If you own an unincorporated small business then the you must prepare an income statement each year showing all the income and expenses of the business and the resulting net profit or loss is then transferred to your tax return and taxed along with your income from all other sources.
As a small business owner, you are entitled to deduct the ongoing costs of doing business, as long as the expenses are reasonable and your motive for being in business is to make a profit. You must have a good record keeping system such as Quickbooks Essentials otherwise there is a good chance that you will forget about expenses that you have incurred and lose some receipts for expenses that you could claim. Some of the most common deductible expenses include advertising, promotions, rent, salaries, legal and accounting fees and auto expenses.
Deductions Available to your Small Business
- Advertising including flyers, brochures and other promotional activities. You can deduct 50% of the cost of entertainment and business lunches as long as they are used to promote your business to current or prospective clients.

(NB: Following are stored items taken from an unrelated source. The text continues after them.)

//! The aggregation engine that drives scripted metrics across shards.

use crate::aggregation::{
  MetricScript, PreparedMetric, ScriptedMetric, ShardExecution, ShardStats,
};
use crate::error::Result;
use crate::plugin::NativeScriptPlugin;
use crate::registry::ScriptRegistry;
use crate::types::{DocLookup, ScriptParams};
use serde::Serialize;
use serde_json::Value;
use std::sync::Arc;

#[cfg(feature = "parallel")]
use rayon::prelude::*;

/// The outcome of a scripted metric run over a set of shards.
#[derive(Debug, Clone, PartialEq, Serialize)]
pub struct AggregationReport {
  /// The serialized final result of the reduce phase.
  pub value: Value,
  /// Document counters, one entry per shard in input order.
  pub shards: Vec<ShardStats>,
}

impl AggregationReport {
  /// Total number of documents mapped across all shards.
  pub fn documents(&self) -> usize {
    self.shards.iter().map(|s| s.documents).sum()
  }

  /// Total number of documents skipped across all shards.
  pub fn skipped(&self) -> usize {
    self.shards.iter().map(|s| s.skipped).sum()
  }
}

/// Drives scripted metrics registered in a [`ScriptRegistry`].
///
/// The engine plays the part of the host: it validates the request
/// parameters once, runs `init -> map* -> combine` for every shard, waits for
/// all shard summaries and runs `reduce` once. With the `parallel` feature
/// the shards run concurrently on the rayon pool; each shard still owns its
/// accumulator, so no locking happens inside the aggregation.
///
/// Hosts that do their own fan-out can call [`AggregationEngine::collect_shard`]
/// on each shard and [`AggregationEngine::reduce`] on the coordinating node.
///
/// # Examples
///
/// ```rust
/// use searus_scripts::prelude::*;
/// use serde_json::json;
///
/// let engine = AggregationEngine::builder()
///   .with_plugin(NativeScriptPlugin::default())
///   .build()
///   .unwrap();
///
/// let params: ScriptParams = serde_json::from_value(json!({
///   "key_field": "cat",
///   "value_field": "val",
/// })).unwrap();
///
/// let shards = vec![
///   vec![
///     Document::new().with_field("cat", "A").with_field("val", 10),
///     Document::new().with_field("cat", "B").with_field("val", 5),
///   ],
///   vec![Document::new().with_field("cat", "A").with_field("val", 20)],
/// ];
///
/// let report = engine.aggregate("category_stats", Some(&params), &shards).unwrap();
/// assert_eq!(report.value["A"]["avg"], json!(15.0));
/// assert_eq!(report.documents(), 3);
/// ```
#[derive(Clone)]
pub struct AggregationEngine {
  registry: Arc<ScriptRegistry>,
}

impl AggregationEngine {
  /// Creates a new `AggregationEngineBuilder` to construct an engine.
  pub fn builder() -> AggregationEngineBuilder {
    AggregationEngineBuilder::new()
  }

  /// Creates an engine over an existing registry.
  pub fn new(registry: Arc<ScriptRegistry>) -> Self {
    Self { registry }
  }

  pub fn registry(&self) -> &ScriptRegistry {
    &self.registry
  }

  fn prepare<'m>(
    metric: &'m dyn MetricScript,
    params: Option<&ScriptParams>,
  ) -> Result<Box<dyn PreparedMetric + 'm>> {
    metric.prepare(params).inspect_err(|err| {
      tracing::debug!(metric = metric.name(), error = %err, "rejected aggregation request");
    })
  }

  /// Runs one shard: `init`, `map` for every document, then `combine`.
  ///
  /// Returns the serialized shard summary and the shard's counters.
  pub fn collect_shard<D: DocLookup>(
    &self,
    name: &str,
    params: Option<&ScriptParams>,
    docs: &[D],
  ) -> Result<(Value, ShardStats)> {
    let metric = self.registry.metric(name)?;
    let prepared = Self::prepare(metric.as_ref(), params)?;
    run_collector(prepared.as_ref(), docs)
  }

  /// Merges shard summaries on the coordinating node.
  ///
  /// An empty list of summaries yields the metric's empty result.
  pub fn reduce(
    &self,
    name: &str,
    params: Option<&ScriptParams>,
    summaries: Vec<Value>,
  ) -> Result<Value> {
    let metric = self.registry.metric(name)?;
    let prepared = Self::prepare(metric.as_ref(), params)?;
    prepared.reduce(summaries)
  }

  /// Runs a scripted metric over every shard and reduces the results.
  ///
  /// # Errors
  ///
  /// Fails before any shard runs if the metric is unknown or its parameters
  /// are invalid. Documents with unusable fields never cause an error.
  pub fn aggregate<D, S>(
    &self,
    name: &str,
    params: Option<&ScriptParams>,
    shards: &[S],
  ) -> Result<AggregationReport>
  where
    D: DocLookup + Sync,
    S: AsRef<[D]> + Sync,
  {
    let metric = self.registry.metric(name)?;
    let prepared = Self::prepare(metric.as_ref(), params)?;
    tracing::debug!(metric = name, shards = shards.len(), "starting scripted metric");

    #[cfg(feature = "parallel")]
    let outputs: Vec<Result<(Value, ShardStats)>> = shards
      .par_iter()
      .map(|shard| run_collector(prepared.as_ref(), shard.as_ref()))
      .collect();

    #[cfg(not(feature = "parallel"))]
    let outputs: Vec<Result<(Value, ShardStats)>> = shards
      .iter()
      .map(|shard| run_collector(prepared.as_ref(), shard.as_ref()))
      .collect();

    let (summaries, stats): (Vec<Value>, Vec<ShardStats>) = outputs
      .into_iter()
      .collect::<Result<Vec<_>>>()?
      .into_iter()
      .unzip();

    let value = prepared.reduce(summaries)?;
    Ok(AggregationReport {
      value,
      shards: stats,
    })
  }
}

fn run_collector<D: DocLookup>(
  prepared: &dyn PreparedMetric,
  docs: &[D],
) -> Result<(Value, ShardStats)> {
  let mut collector = prepared.start_shard();
  for doc in docs {
    collector.collect(doc);
  }
  let stats = collector.stats();
  Ok((collector.combine()?, stats))
}

/// Runs a typed scripted metric over one shard's documents.
pub fn run_shard<M, D>(metric: &M, config: &M::Config, docs: &[D]) -> M::Summary
where
  M: ScriptedMetric,
  D: DocLookup,
{
  let mut shard = ShardExecution::init(metric, config);
  for doc in docs {
    shard.map(doc);
  }
  shard.combine()
}

/// Runs a typed scripted metric over every shard and reduces the summaries.
///
/// Shards run concurrently when the `parallel` feature is enabled.
pub fn run_shards<M, D, S>(metric: &M, config: &M::Config, shards: &[S]) -> M::Final
where
  M: ScriptedMetric,
  M::Summary: Send,
  D: DocLookup + Sync,
  S: AsRef<[D]> + Sync,
{
  #[cfg(feature = "parallel")]
  let summaries: Vec<M::Summary> = shards
    .par_iter()
    .map(|shard| run_shard(metric, config, shard.as_ref()))
    .collect();

  #[cfg(not(feature = "parallel"))]
  let summaries: Vec<M::Summary> = shards
    .iter()
    .map(|shard| run_shard(metric, config, shard.as_ref()))
    .collect();

  metric.reduce(summaries)
}

/// A builder for creating `AggregationEngine` instances.
#[derive(Default)]
pub struct AggregationEngineBuilder {
  registry: Option<ScriptRegistry>,
  plugins: Vec<NativeScriptPlugin>,
  metrics: Vec<Arc<dyn MetricScript>>,
}

impl AggregationEngineBuilder {
  /// Creates a new, empty `AggregationEngineBuilder`.
  pub fn new() -> Self {
    Self::default()
  }

  /// Starts from an existing registry instead of an empty one.
  pub fn registry(mut self, registry: ScriptRegistry) -> Self {
    self.registry = Some(registry);
    self
  }

  /// Registers every script of a plugin.
  pub fn with_plugin(mut self, plugin: NativeScriptPlugin) -> Self {
    self.plugins.push(plugin);
    self
  }

  /// Registers one additional scripted metric.
  pub fn with(mut self, metric: Arc<dyn MetricScript>) -> Self {
    self.metrics.push(metric);
    self
  }

  /// Builds the engine.
  ///
  /// # Errors
  ///
  /// Fails if two scripts claim the same name.
  pub fn build(self) -> Result<AggregationEngine> {
    let mut registry = self.registry.unwrap_or_default();
    for plugin in &self.plugins {
      plugin.register(&mut registry)?;
    }
    for metric in self.metrics {
      registry.register_metric_script(metric)?;
    }
    Ok(AggregationEngine::new(Arc::new(registry)))
  }
}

- Office Rent is deductible, however if you own your business premises or work out of your home you cannot deduct the rental value of these premises. However you can deduct any related expenses such as mortgage interest, property taxes and insurance. If part of the premises is used for personal purposes then these expenses must be pro-rated.
- Salaries and Wages are deductible in full as are the employer paid premiums for the Canada Pension Plan, Employment Insurance, Worker's Compensation as well as sickness, accident, disability or income insurance plans. If your spouse or child works for you their wages are also fully deductible as long as the payments are reasonable and the same as you would pay someone else to do the same work. As the owner, your wages are not deductible and should not be included on your income statement.
- Fees for Outside Professional Services such as bookkeeping, accounting, consulting and tax preparation are deductible. Legal fees are also deductible as long as they are not incurred to buy capital property, instead they have to be added to the capital cost of the property.
- Business Taxes annual business licenses are deductible. Fines and penalties for infractions of public laws are generally not deductible.
- Automobile Expenses related to earning business income are tax deductible. If you use your vehicle only partly for business then the expenses must be pro-rated between business and personal use based on the amount of kilometres driven for each. Expenses include gas, oil, repairs, insurance and maintenance. For more information log into the CRA website.
- Capital Expenditures which are expenses relating to the acquisition or improvement of a property used by the business may not be deducted in the year acquired. Tax law requires that their entire costs be claimed slowly over a period of years through a mechanism called capital cost allowances which allows a certain percentage of the costs to be claimed each year. The rules of capital cost allowances are quite complicated so it is a good idea to hire a professional accountant or bookkeeper to make sure that you are claiming correctly. For more information see the CRA website Capital Cost Allowances.
When your business enjoys a profit you must share part of that with the CRA in the form of income tax. However when your business shows a loss then the CRA shares in that loss as you are usually allowed to deduct the loss against other income thereby lowering the taxes you would normally pay. However, you must meet the CRA "reasonable expectation of profit test" as the CRA will only share your loss if there is a reasonable expectation of profit in future years, otherwise your losses will be disallowed as simple personal losses.